Il fenomeno non riguarda solo chi parte per una lunga esperienza professionale o per studio, ma anche famiglie, giovani coppie e lavoratori che trovano opportunità altrove. Il quadro che emerge è quello di una città sempre più connessa con l’estero, ma anche di una mobilità che riflette le difficoltà e le aspettative di chi, da Milano, cerca altrove condizioni migliori per carriera, casa e qualità della vita.

Colpisce soprattutto un altro elemento: più di un iscritto su tre ha meno di 40 anni. Significa che a partire sono in larga parte persone in età attiva, spesso con un percorso formativo già solido alle spalle. Milano, che resta il principale motore economico del Paese, continua così a essere anche un punto di partenza verso altre capitali europee e città globali, dove il mercato del lavoro è percepito come più dinamico o più accessibile.
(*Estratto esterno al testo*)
//! Per-value symbol table: writer-side interning and reader-side lookup.
//!
//! Every encoded value carries its own symbol table — there is no
//! cross-value interning. The writer builds it with an open-addressing
//! hash table so repeated symbols intern in amortized O(1) instead of
//! O(n) linear scan; the reader just holds the decoded symbol slices with
//! their hashes precomputed, since by the time it sees the table every
//! symbol is already unique.

use crate::error::{Error, Result};
use crate::hash;
use crate::limits::Limits;

const INITIAL_HASH_SIZE: usize = 64;
const EMPTY: i32 = -1;

/// Writer-side symbol interner. Assigns a stable index to each distinct
/// symbol text, in first-use order, so the writer can emit `SYMBOL_REF`
/// indices immediately without a second pass.
pub struct Interner {
    symbols: Vec<String>,
    hashes: Vec<u32>,
    table: Vec<i32>,
    mask: usize,
}

impl Interner {
    pub fn new() -> Self {
        Interner {
            symbols: Vec::new(),
            hashes: Vec::new(),
            table: vec![EMPTY; INITIAL_HASH_SIZE],
            mask: INITIAL_HASH_SIZE - 1,
        }
    }

    /// Interns `sym`, returning its index. Calling this with the same text
    /// twice returns the same index both times.
    pub fn intern(&mut self, sym: &str, limits: &Limits) -> Result<usize> {
        let h = hash::hash_bytes(sym.as_bytes());
        let mut slot = (h as usize) & self.mask;
        loop {
            let idx = self.table[slot];
            if idx == EMPTY {
                break;
            }
            let idx = idx as usize;
            if self.hashes[idx] == h && self.symbols[idx] == sym {
                return Ok(idx);
            }
            slot = (slot + 1) & self.mask;
        }

        if self.symbols.len() >= limits.max_symbols {
            return Err(Error::Limit(format!(
                "symbol table exceeds {} entries",
                limits.max_symbols
            )));
        }

        if self.symbols.len() * 2 >= self.table.len() {
            self.grow();
            slot = (h as usize) & self.mask;
            while self.table[slot] != EMPTY {
                slot = (slot + 1) & self.mask;
            }
        }

        let idx = self.symbols.len();
        self.symbols.push(sym.to_string());
        self.hashes.push(h);
        self.table[slot] = idx as i32;
        Ok(idx)
    }

    fn grow(&mut self) {
        let new_size = self.table.len() * 2;
        let new_mask = new_size - 1;
        let mut new_table = vec![EMPTY; new_size];
        for (idx, &h) in self.hashes.iter().enumerate() {
            let mut slot = (h as usize) & new_mask;
            while new_table[slot] != EMPTY {
                slot = (slot + 1) & new_mask;
            }
            new_table[slot] = idx as i32;
        }
        self.table = new_table;
        self.mask = new_mask;
    }

    /// Number of distinct symbols interned so far.
    pub fn len(&self) -> usize {
        self.symbols.len()
    }

    pub fn is_empty(&self) -> bool {
        self.symbols.is_empty()
    }

    /// Symbols in assigned-index order, ready for writing into the binary
    /// symbol table section.
    pub fn entries(&self) -> &[String] {
        &self.symbols
    }
}

impl Default for Interner {
    fn default() -> Self {
        Self::new()
    }
}

/// Reader-side view of a decoded symbol table: borrowed byte slices plus
/// their precomputed hashes, so repeated `SYMBOL_REF` comparisons never
/// rehash the same bytes twice. Cheap to clone — each clone just copies
/// the slice/hash vectors, not the underlying bytes — so every [`Cursor`]
/// can carry its own independent of the [`Reader`] that produced it.
///
/// [`Cursor`]: crate::navigator::Cursor
/// [`Reader`]: crate::reader::Reader
#[derive(Clone)]
pub struct SymbolTable<'a> {
    symbols: Vec<&'a [u8]>,
    hashes: Vec<u32>,
}

impl<'a> SymbolTable<'a> {
    pub fn new() -> Self {
        SymbolTable {
            symbols: Vec::new(),
            hashes: Vec::new(),
        }
    }

    pub fn push(&mut self, sym: &'a [u8]) {
        self.hashes.push(hash::hash_bytes(sym));
        self.symbols.push(sym);
    }

    pub fn len(&self) -> usize {
        self.symbols.len()
    }

    pub fn is_empty(&self) -> bool {
        self.symbols.is_empty()
    }

    pub fn get(&self, index: usize) -> Option<&'a [u8]> {
        self.symbols.get(index).copied()
    }

    pub fn hash_at(&self, index: usize) -> Option<u32> {
        self.hashes.get(index).copied()
    }
}

impl<'a> Default for SymbolTable<'a> {
    fn default() -> Self {
        Self::new()
    }
}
In questo periodo di rientro dopo l’estate, il tema della mobilità torna a intrecciarsi con la vita quotidiana della città. Settembre, per molti, è il mese delle scelte: si rientra dalle vacanze, si riprendono i ritmi di lavoro, si fanno i conti con affitti, costi e prospettive. Per una parte dei milanesi, però, il ritorno coincide con un trasloco definitivo verso un altro Paese. Per altri, invece, Milano resta una base intermittente, un luogo da cui partire e a cui magari tornare in futuro.

Il dato dell’Aire aiuta anche a leggere un aspetto meno visibile della città: la sua diaspora. Ci sono quartieri, reti familiari, ambienti universitari e professionali che si sono internazionalizzati molto più di quanto suggeriscano le statistiche più note. E il sabato, con la città che si alleggerisce tra weekend, partenze e primi impegni di stagione, questa dimensione appare quasi più evidente: Milano è una città che produce movimento, e non sempre il movimento resta entro i suoi confini.

Per le istituzioni locali, il tema non è solo statistico. Dietro i numeri ci sono competenze che escono dal territorio, relazioni che si allentano e potenziali ritorni che vanno coltivati. L’idea di una Milano attrattiva non si misura soltanto da quanti arrivano, ma anche da quanti scelgono di partire e da come mantengono un legame con la città.

In un autunno che per molti segna l’inizio di nuovi progetti, il dato sugli iscritti all’Aire racconta dunque una doppia verità: Milano continua ad avere un forte richiamo, ma non sempre riesce a trattenere le sue energie migliori. E la sua presenza nel mondo cresce insieme alla distanza fisica di chi, da qui, ha costruito altrove una nuova quotidianità.